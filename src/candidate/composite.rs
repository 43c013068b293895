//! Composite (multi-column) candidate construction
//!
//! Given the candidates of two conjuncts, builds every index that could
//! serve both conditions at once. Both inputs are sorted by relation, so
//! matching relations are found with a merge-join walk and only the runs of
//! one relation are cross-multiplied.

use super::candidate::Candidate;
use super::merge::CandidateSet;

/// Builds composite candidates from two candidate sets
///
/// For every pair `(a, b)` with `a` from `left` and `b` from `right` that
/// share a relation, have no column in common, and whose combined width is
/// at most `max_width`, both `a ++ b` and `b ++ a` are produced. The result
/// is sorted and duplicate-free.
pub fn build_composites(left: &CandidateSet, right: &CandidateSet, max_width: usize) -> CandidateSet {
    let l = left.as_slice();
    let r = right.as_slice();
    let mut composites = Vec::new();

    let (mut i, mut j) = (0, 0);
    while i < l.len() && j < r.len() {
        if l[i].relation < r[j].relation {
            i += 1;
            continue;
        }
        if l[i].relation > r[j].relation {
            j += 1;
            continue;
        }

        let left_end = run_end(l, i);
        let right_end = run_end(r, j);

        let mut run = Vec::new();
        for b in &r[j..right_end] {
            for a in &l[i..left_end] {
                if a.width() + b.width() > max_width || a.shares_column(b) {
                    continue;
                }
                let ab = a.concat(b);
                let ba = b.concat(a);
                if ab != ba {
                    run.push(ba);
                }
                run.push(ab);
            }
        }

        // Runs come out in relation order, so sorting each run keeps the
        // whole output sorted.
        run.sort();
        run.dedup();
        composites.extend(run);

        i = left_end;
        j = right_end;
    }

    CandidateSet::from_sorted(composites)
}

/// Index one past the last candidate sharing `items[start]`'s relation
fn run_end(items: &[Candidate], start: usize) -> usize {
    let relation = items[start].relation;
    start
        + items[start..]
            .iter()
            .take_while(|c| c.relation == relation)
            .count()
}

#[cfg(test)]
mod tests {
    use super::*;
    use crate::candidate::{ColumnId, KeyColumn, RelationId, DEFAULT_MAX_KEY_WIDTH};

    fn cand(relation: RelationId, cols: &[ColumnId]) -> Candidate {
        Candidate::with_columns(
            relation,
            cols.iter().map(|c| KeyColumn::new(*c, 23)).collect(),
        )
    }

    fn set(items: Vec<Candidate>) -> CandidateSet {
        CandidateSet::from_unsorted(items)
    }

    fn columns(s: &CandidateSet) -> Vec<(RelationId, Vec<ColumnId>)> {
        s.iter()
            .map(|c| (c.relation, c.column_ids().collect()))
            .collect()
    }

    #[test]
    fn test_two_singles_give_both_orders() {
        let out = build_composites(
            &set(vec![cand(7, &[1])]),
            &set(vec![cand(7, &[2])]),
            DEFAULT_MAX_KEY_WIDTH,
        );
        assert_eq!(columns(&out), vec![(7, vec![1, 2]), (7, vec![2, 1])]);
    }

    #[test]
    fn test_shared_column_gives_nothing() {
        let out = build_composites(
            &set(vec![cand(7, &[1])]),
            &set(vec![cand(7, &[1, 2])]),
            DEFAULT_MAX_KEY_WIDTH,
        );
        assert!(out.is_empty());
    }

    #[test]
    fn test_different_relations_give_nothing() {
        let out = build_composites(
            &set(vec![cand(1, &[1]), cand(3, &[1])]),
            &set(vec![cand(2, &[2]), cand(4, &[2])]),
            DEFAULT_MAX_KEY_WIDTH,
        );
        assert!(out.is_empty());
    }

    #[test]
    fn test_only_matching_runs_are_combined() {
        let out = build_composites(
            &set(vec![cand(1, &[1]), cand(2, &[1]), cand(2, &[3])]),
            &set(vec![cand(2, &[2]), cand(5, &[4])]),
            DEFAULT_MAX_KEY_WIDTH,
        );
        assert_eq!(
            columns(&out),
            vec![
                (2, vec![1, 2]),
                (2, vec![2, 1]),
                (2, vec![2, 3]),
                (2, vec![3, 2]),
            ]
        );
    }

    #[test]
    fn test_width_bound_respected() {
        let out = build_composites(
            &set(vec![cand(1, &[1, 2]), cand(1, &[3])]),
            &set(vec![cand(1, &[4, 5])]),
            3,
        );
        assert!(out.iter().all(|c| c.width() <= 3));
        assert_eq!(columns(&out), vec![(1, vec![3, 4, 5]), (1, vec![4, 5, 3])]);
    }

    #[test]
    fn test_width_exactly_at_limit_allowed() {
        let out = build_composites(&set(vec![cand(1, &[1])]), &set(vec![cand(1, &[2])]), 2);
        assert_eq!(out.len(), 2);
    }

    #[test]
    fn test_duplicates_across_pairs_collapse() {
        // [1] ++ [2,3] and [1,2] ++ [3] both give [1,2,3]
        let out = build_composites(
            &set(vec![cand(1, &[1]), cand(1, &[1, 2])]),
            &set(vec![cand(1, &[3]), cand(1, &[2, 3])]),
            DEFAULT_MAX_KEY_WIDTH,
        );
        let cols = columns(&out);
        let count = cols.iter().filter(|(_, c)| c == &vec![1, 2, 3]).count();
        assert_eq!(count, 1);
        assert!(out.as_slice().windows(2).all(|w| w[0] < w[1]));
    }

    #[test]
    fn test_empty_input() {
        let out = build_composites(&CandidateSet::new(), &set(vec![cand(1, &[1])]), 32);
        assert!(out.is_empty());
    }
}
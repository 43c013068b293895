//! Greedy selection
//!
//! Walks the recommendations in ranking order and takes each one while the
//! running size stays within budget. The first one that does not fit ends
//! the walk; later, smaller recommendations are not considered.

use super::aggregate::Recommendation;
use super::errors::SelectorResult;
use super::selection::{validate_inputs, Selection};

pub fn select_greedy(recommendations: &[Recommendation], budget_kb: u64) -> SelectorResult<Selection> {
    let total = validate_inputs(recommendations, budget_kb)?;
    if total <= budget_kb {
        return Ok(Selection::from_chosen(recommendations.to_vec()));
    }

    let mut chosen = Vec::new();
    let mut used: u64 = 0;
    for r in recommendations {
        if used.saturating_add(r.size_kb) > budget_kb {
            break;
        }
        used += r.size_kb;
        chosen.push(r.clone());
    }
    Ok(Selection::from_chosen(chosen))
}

◆ ◆ ◆ ◆ ◆

## Required action:
Write out every entry exactly as given.

## Task result:
filename src/candidate/composite.rs
repository 43c013068b293895
//! Composite (multi-column) candidate construction
//!
//! Given the candidates of two conjuncts, builds every index that could
//! serve both conditions at once. Both inputs are sorted by relation, so
//! matching relations are found with a merge-join walk and only the runs of
//! one relation are cross-multiplied.

use super::candidate::Candidate;
use super::merge::CandidateSet;

/// Builds composite candidates from two candidate sets
///
/// For every pair `(a, b)` with `a` from `left` and `b` from `right` that
/// share a relation, have no column in common, and whose combined width is
/// at most `max_width`, both `a ++ b` and `b ++ a` are produced. The result
/// is sorted and duplicate-free.
pub fn build_composites(left: &CandidateSet, right: &CandidateSet, max_width: usize) -> CandidateSet {
    let l = left.as_slice();
    let r = right.as_slice();
    let mut composites = Vec::new();

    let (mut i, mut j) = (0, 0);
    while i < l.len() && j < r.len() {
        if l[i].relation < r[j].relation {
            i += 1;
            continue;
        }
        if l[i].relation > r[j].relation {
            j += 1;
            continue;
        }

        let left_end = run_end(l, i);
        let right_end = run_end(r, j);

        let mut run = Vec::new();
        for b in &r[j..right_end] {
            for a in &l[i..left_end] {
                if a.width() + b.width() > max_width || a.shares_column(b) {
                    continue;
                }
                let ab = a.concat(b);
                let ba = b.concat(a);
                if ab != ba {
                    run.push(ba);
                }
                run.push(ab);
            }
        }

        // Runs come out in relation order, so sorting each run keeps the
        // whole output sorted.
        run.sort();
        run.dedup();
        composites.extend(run);

        i = left_end;
        j = right_end;
    }

    CandidateSet::from_sorted(composites)
}

/// Index one past the last candidate sharing `items[start]`'s relation
fn run_end(items: &[Candidate], start: usize) -> usize {
    let relation = items[start].relation;
    start
        + items[start..]
            .iter()
            .take_while(|c| c.relation == relation)
            .count()
}

#[cfg(test)]
mod tests {
    use super::*;
    use crate::candidate::{ColumnId, KeyColumn, RelationId, DEFAULT_MAX_KEY_WIDTH};

    fn cand(relation: RelationId, cols: &[ColumnId]) -> Candidate {
        Candidate::with_columns(
            relation,
            cols.iter().map(|c| KeyColumn::new(*c, 23)).collect(),
        )
    }

    fn set(items: Vec<Candidate>) -> CandidateSet {
        CandidateSet::from_unsorted(items)
    }

    fn columns(s: &CandidateSet) -> Vec<(RelationId, Vec<ColumnId>)> {
        s.iter()
            .map(|c| (c.relation, c.column_ids().collect()))
            .collect()
    }

    #[test]
    fn test_two_singles_give_both_orders() {
        let out = build_composites(
            &set(vec![cand(7, &[1])]),
            &set(vec![cand(7, &[2])]),
            DEFAULT_MAX_KEY_WIDTH,
        );
        assert_eq!(columns(&out), vec![(7, vec![1, 2]), (7, vec![2, 1])]);
    }

    #[test]
    fn test_shared_column_gives_nothing() {
        let out = build_composites(
            &set(vec![cand(7, &[1])]),
            &set(vec![cand(7, &[1, 2])]),
            DEFAULT_MAX_KEY_WIDTH,
        );
        assert!(out.is_empty());
    }

    #[test]
    fn test_different_relations_give_nothing() {
        let out = build_composites(
            &set(vec![cand(1, &[1]), cand(3, &[1])]),
            &set(vec![cand(2, &[2]), cand(4, &[2])]),
            DEFAULT_MAX_KEY_WIDTH,
        );
        assert!(out.is_empty());
    }

    #[test]
    fn test_only_matching_runs_are_combined() {
        let out = build_composites(
            &set(vec![cand(1, &[1]), cand(2, &[1]), cand(2, &[3])]),
            &set(vec![cand(2, &[2]), cand(5, &[4])]),
            DEFAULT_MAX_KEY_WIDTH,
        );
        assert_eq!(
            columns(&out),
            vec![
                (2, vec![1, 2]),
                (2, vec![2, 1]),
                (2, vec![2, 3]),
                (2, vec![3, 2]),
            ]
        );
    }

    #[test]
    fn test_width_bound_respected() {
        let out = build_composites(
            &set(vec![cand(1, &[1, 2]), cand(1, &[3])]),
            &set(vec![cand(1, &[4, 5])]),
            3,
        );
        assert!(out.iter().all(|c| c.width() <= 3));
        assert_eq!(columns(&out), vec![(1, vec![3, 4, 5]), (1, vec![4, 5, 3])]);
    }

    #[test]
    fn test_width_exactly_at_limit_allowed() {
        let out = build_composites(&set(vec![cand(1, &[1])]), &set(vec![cand(1, &[2])]), 2);
        assert_eq!(out.len(), 2);
    }

    #[test]
    fn test_duplicates_across_pairs_collapse() {
        // [1] ++ [2,3] and [1,2] ++ [3] both give [1,2,3]
        let out = build_composites(
            &set(vec![cand(1, &[1]), cand(1, &[1, 2])]),
            &set(vec![cand(1, &[3]), cand(1, &[2, 3])]),
            DEFAULT_MAX_KEY_WIDTH,
        );
        let cols = columns(&out);
        let count = cols.iter().filter(|(_, c)| c == &vec![1, 2, 3]).count();
        assert_eq!(count, 1);
        assert!(out.as_slice().windows(2).all(|w| w[0] < w[1]));
    }

    #[test]
    fn test_empty_input() {
        let out = build_composites(&CandidateSet::new(), &set(vec![cand(1, &[1])]), 32);
        assert!(out.is_empty());
    }
}
repository 43c013068b293895
//! Greedy selection
//!
//! Walks the recommendations in ranking order and takes each one while the
//! running size stays within budget. The first one that does not fit ends
//! the walk; later, smaller recommendations are not considered.

use super::aggregate::Recommendation;
use super::errors::SelectorResult;
use super::selection::{validate_inputs, Selection};

pub fn select_greedy(recommendations: &[Recommendation], budget_kb: u64) -> SelectorResult<Selection> {
    let total = validate_inputs(recommendations, budget_kb)?;
    if total <= budget_kb {
        return Ok(Selection::from_chosen(recommendations.to_vec()));
    }

    let mut chosen = Vec::new();
    let mut used: u64 = 0;
    for r in recommendations {
        if used.saturating_add(r.size_kb) > budget_kb {
            break;
        }
        used += r.size_kb;
        chosen.push(r.clone());
    }
    Ok(Selection::from_chosen(chosen))
}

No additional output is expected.